アメリカの半導体メーカーから企業秘密を盗み出したとして、産業スパイの罪で中国企業とともに起訴されていた台湾の半導体大手UMCは、アメリカ司法省に対して起訴内容の一部を認め、日本円で60億円余りの罰金の支払いに応じました。
アメリカ司法省はおととし11月、アメリカの半導体大手マイクロンテクノロジーからDRAMと呼ばれる記憶用の半導体に関する情報を盗み出したとして、中国・福建省の企業と台湾のUMCなどを産業スパイの罪で起訴しました。

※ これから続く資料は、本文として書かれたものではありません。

//! Path management for advisor configuration and local storage.
//!
//! # Directory Structure
//!
//! ```text
//! ~/.config/routine-advisor/   # Config directory
//! └── config.toml              # Application configuration
//!
//! ~/.local/share/routine-advisor/
//! ├── storage.json             # Local key-value storage (persisted selection)
//! └── logs/                    # Rolling log files
//! ```

use std::path::PathBuf;
use thiserror::Error;

const APP_DIR: &str = "routine-advisor";

/// Errors that can occur during path resolution.
#[derive(Debug, Error)]
pub enum PathError {
    #[error("Cannot find home directory")]
    HomeDirNotFound,
}

pub struct AdvisorPaths;

impl AdvisorPaths {
    /// Returns the advisor configuration directory (e.g. `~/.config/routine-advisor/`).
    pub fn config_dir() -> Result<PathBuf, PathError> {
        dirs::config_dir()
            .map(|dir| dir.join(APP_DIR))
            .ok_or(PathError::HomeDirNotFound)
    }

    /// Returns the advisor data directory (e.g. `~/.local/share/routine-advisor/`).
    pub fn data_dir() -> Result<PathBuf, PathError> {
        dirs::data_dir()
            .map(|dir| dir.join(APP_DIR))
            .ok_or(PathError::HomeDirNotFound)
    }

    pub fn config_file() -> Result<PathBuf, PathError> {
        Ok(Self::config_dir()?.join("config.toml"))
    }

    pub fn storage_file() -> Result<PathBuf, PathError> {
        Ok(Self::data_dir()?.join("storage.json"))
    }

    pub fn log_dir() -> Result<PathBuf, PathError> {
        Ok(Self::data_dir()?.join("logs"))
    }
}
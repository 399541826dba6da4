//! Advisor configuration.
//!
//! Configuration priority: environment variables > `~/.config/routine-advisor/config.toml` > defaults.
//!
//! ```toml
//! endpoint = "https://advisor.example.workers.dev"
//! catalog = "products.json"            # local path or http(s) URL
//! storage_dir = "/var/lib/advisor"     # optional
//! log_dir = "/var/log/advisor"         # optional
//! system_prompt = "You are ..."        # optional
//! ```

use advisor_core::advisory::SYSTEM_DIRECTIVE;
use advisor_core::error::{AdvisorError, Result};
use serde::{Deserialize, Serialize};
use std::fmt;
use std::path::{Path, PathBuf};

use crate::paths::AdvisorPaths;

pub const ENV_ENDPOINT: &str = "ADVISOR_ENDPOINT";
pub const ENV_CATALOG: &str = "ADVISOR_CATALOG";
pub const ENV_STORAGE_DIR: &str = "ADVISOR_STORAGE_DIR";
pub const ENV_LOG_DIR: &str = "ADVISOR_LOG_DIR";

const DEFAULT_CATALOG: &str = "products.json";

/// Where the catalog document comes from.
#[derive(Debug, Clone, PartialEq, Eq, Serialize, Deserialize)]
#[serde(from = "String", into = "String")]
pub enum CatalogLocation {
    File(PathBuf),
    Url(String),
}

impl CatalogLocation {
    pub fn parse(raw: &str) -> Self {
        let trimmed = raw.trim();
        if trimmed.starts_with("http://") || trimmed.starts_with("https://") {
            CatalogLocation::Url(trimmed.to_string())
        } else {
            CatalogLocation::File(PathBuf::from(trimmed))
        }
    }
}

impl Default for CatalogLocation {
    fn default() -> Self {
        CatalogLocation::File(PathBuf::from(DEFAULT_CATALOG))
    }
}

impl From<String> for CatalogLocation {
    fn from(raw: String) -> Self {
        Self::parse(&raw)
    }
}

impl From<CatalogLocation> for String {
    fn from(location: CatalogLocation) -> Self {
        location.to_string()
    }
}

impl fmt::Display for CatalogLocation {
    fn fmt(&self, f: &mut fmt::Formatter<'_>) -> fmt::Result {
        match self {
            CatalogLocation::File(path) => write!(f, "{}", path.display()),
            CatalogLocation::Url(url) => f.write_str(url),
        }
    }
}

#[derive(Debug, Clone, Default, PartialEq, Eq, Serialize, Deserialize)]
#[serde(default)]
pub struct AdvisorConfig {
    /// Advisory endpoint URL. Injected by the deployment, never hard-coded.
    pub endpoint: Option<String>,
    pub catalog: CatalogLocation,
    /// Directory for `storage.json`. Defaults to the platform data directory.
    pub storage_dir: Option<PathBuf>,
    /// Directory for rolling log files. Defaults to `logs/` in the data directory.
    pub log_dir: Option<PathBuf>,
    /// Overrides the built-in advisor persona.
    pub system_prompt: Option<String>,
}

impl AdvisorConfig {
    /// Loads `~/.config/routine-advisor/config.toml` (if present) and applies
    /// environment overrides.
    pub fn load() -> Result<Self> {
        let config = match AdvisorPaths::config_file() {
            Ok(path) => Self::load_from(&path)?,
            Err(err) => {
                tracing::warn!("[AdvisorConfig] {}; using defaults", err);
                Self::default()
            }
        };
        Ok(config.with_env_overrides(|name| std::env::var(name).ok()))
    }

    /// Loads a TOML config file. A missing file yields the defaults.
    pub fn load_from(path: &Path) -> Result<Self> {
        if !path.exists() {
            tracing::debug!("[AdvisorConfig] No config at {}, using defaults", path.display());
            return Ok(Self::default());
        }

        let content = std::fs::read_to_string(path)?;
        toml::from_str(&content).map_err(|err| {
            AdvisorError::config(format!("Invalid config {}: {}", path.display(), err))
        })
    }

    /// Applies overrides from `lookup` (normally the process environment).
    pub fn with_env_overrides<F>(mut self, lookup: F) -> Self
    where
        F: Fn(&str) -> Option<String>,
    {
        if let Some(endpoint) = lookup(ENV_ENDPOINT) {
            self.endpoint = Some(endpoint);
        }
        if let Some(catalog) = lookup(ENV_CATALOG) {
            self.catalog = CatalogLocation::parse(&catalog);
        }
        if let Some(dir) = lookup(ENV_STORAGE_DIR) {
            self.storage_dir = Some(PathBuf::from(dir));
        }
        if let Some(dir) = lookup(ENV_LOG_DIR) {
            self.log_dir = Some(PathBuf::from(dir));
        }
        self
    }

    /// The configured endpoint, trimmed.
    ///
    /// # Errors
    ///
    /// Returns `AdvisorError::Configuration` if the endpoint is absent or blank.
    pub fn endpoint(&self) -> Result<&str> {
        self.endpoint
            .as_deref()
            .map(str::trim)
            .filter(|endpoint| !endpoint.is_empty())
            .ok_or_else(|| {
                AdvisorError::config(format!(
                    "Advisory endpoint not set. Define `endpoint` in config.toml or {}",
                    ENV_ENDPOINT
                ))
            })
    }

    pub fn storage_file(&self) -> Result<PathBuf> {
        match &self.storage_dir {
            Some(dir) => Ok(dir.join("storage.json")),
            None => AdvisorPaths::storage_file().map_err(|e| AdvisorError::config(e.to_string())),
        }
    }

    /// Where file logs go, or `None` when no directory can be resolved.
    pub fn log_dir(&self) -> Option<PathBuf> {
        match &self.log_dir {
            Some(dir) => Some(dir.clone()),
            None => AdvisorPaths::log_dir().ok(),
        }
    }

    pub fn system_directive(&self) -> &str {
        self.system_prompt.as_deref().unwrap_or(SYSTEM_DIRECTIVE)
    }
}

盗まれた情報は最大87億5000万ドルの価値があるとされましたが、UMCは29日、企業秘密の一部を侵害したことを認め、罰金6000万ドル、日本円で60億円余りの支払いに応じると発表しました。
アメリカ司法省によりますと、この種の事件の罰金としては過去2番目に高い金額です。
支払いは3年間猶予され、その間、UMCは福建省の企業に対する司法省の調査に協力するということです。
福建省の企業は、DRAMの国産化を目指す中国の国策のもとで2016年ごろ設立され、UMCが製造工程の開発を支援する協定を結び、マイクロンからUMCに転職した台湾出身の社員がこの提携に関わっていました。
この事件によって福建省の企業のDRAM生産は暗礁に乗り上げ、ハイテクをめぐる米中対立が激しさを増す中で、両者と関係の深い台湾企業の微妙な立場も浮き彫りにしました。